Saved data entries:

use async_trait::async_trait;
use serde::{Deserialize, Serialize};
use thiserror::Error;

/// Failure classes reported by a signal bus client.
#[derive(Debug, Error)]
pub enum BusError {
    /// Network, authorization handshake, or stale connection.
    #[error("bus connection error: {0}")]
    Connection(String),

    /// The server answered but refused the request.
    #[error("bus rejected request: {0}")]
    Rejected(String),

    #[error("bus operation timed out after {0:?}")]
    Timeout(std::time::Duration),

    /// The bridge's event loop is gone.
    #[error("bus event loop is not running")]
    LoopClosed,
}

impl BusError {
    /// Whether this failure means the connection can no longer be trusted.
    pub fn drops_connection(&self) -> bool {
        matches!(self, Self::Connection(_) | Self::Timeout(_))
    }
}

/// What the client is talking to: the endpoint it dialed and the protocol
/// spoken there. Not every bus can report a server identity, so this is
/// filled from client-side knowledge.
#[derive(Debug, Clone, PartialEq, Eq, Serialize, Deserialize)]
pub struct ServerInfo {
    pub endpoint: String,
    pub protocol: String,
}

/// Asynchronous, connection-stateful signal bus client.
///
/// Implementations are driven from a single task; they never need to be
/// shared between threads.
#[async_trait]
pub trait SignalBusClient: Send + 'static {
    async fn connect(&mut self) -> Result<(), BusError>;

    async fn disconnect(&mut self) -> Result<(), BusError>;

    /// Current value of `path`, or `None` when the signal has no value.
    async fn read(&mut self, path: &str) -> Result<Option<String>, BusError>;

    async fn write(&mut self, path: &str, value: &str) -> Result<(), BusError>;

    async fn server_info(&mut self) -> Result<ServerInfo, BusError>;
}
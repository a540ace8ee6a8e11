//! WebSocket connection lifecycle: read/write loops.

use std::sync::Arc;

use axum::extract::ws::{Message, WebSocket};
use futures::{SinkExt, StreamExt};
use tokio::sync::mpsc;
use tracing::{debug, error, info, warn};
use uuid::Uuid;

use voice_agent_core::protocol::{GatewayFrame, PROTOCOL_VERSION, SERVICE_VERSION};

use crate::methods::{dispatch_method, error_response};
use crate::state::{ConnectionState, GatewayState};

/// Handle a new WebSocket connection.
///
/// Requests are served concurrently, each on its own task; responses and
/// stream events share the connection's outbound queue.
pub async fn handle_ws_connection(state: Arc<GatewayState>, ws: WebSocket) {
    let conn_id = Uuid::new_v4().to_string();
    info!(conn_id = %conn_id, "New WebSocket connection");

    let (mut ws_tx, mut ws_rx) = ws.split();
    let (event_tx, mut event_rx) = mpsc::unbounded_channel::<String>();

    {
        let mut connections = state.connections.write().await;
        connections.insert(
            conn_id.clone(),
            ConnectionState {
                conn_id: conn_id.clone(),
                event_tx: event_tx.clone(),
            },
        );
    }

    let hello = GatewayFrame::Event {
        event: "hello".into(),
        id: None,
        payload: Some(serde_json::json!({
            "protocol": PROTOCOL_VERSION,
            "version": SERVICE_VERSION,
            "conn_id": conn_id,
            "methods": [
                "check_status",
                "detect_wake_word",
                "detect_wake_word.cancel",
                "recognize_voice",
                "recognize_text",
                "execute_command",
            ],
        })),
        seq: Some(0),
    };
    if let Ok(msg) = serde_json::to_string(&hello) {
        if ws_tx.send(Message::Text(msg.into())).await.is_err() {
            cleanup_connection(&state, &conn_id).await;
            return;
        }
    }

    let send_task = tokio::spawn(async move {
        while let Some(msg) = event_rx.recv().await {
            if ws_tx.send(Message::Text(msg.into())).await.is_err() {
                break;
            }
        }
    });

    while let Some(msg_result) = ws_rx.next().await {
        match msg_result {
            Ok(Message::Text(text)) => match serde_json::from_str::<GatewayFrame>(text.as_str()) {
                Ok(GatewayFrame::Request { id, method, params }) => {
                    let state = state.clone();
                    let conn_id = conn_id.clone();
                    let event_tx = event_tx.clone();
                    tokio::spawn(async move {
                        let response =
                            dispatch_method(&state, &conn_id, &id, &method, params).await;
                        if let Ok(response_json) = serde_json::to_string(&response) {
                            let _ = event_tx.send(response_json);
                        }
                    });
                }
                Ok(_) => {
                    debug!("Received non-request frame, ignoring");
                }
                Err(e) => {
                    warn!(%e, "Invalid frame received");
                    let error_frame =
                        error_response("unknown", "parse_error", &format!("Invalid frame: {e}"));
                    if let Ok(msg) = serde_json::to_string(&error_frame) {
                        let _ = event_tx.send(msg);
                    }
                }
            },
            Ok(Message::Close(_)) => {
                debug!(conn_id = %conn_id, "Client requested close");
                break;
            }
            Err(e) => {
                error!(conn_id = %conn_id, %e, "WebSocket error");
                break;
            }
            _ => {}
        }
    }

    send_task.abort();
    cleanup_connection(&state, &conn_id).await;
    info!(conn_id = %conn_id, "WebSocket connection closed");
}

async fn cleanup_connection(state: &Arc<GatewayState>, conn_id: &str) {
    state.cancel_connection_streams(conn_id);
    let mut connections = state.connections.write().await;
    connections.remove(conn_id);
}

- Task -
Go through the records line by line, and copy each line that holds the string "while".

- Response -
        while let Some(msg) = event_rx.recv().await {
    while let Some(msg_result) = ws_rx.next().await {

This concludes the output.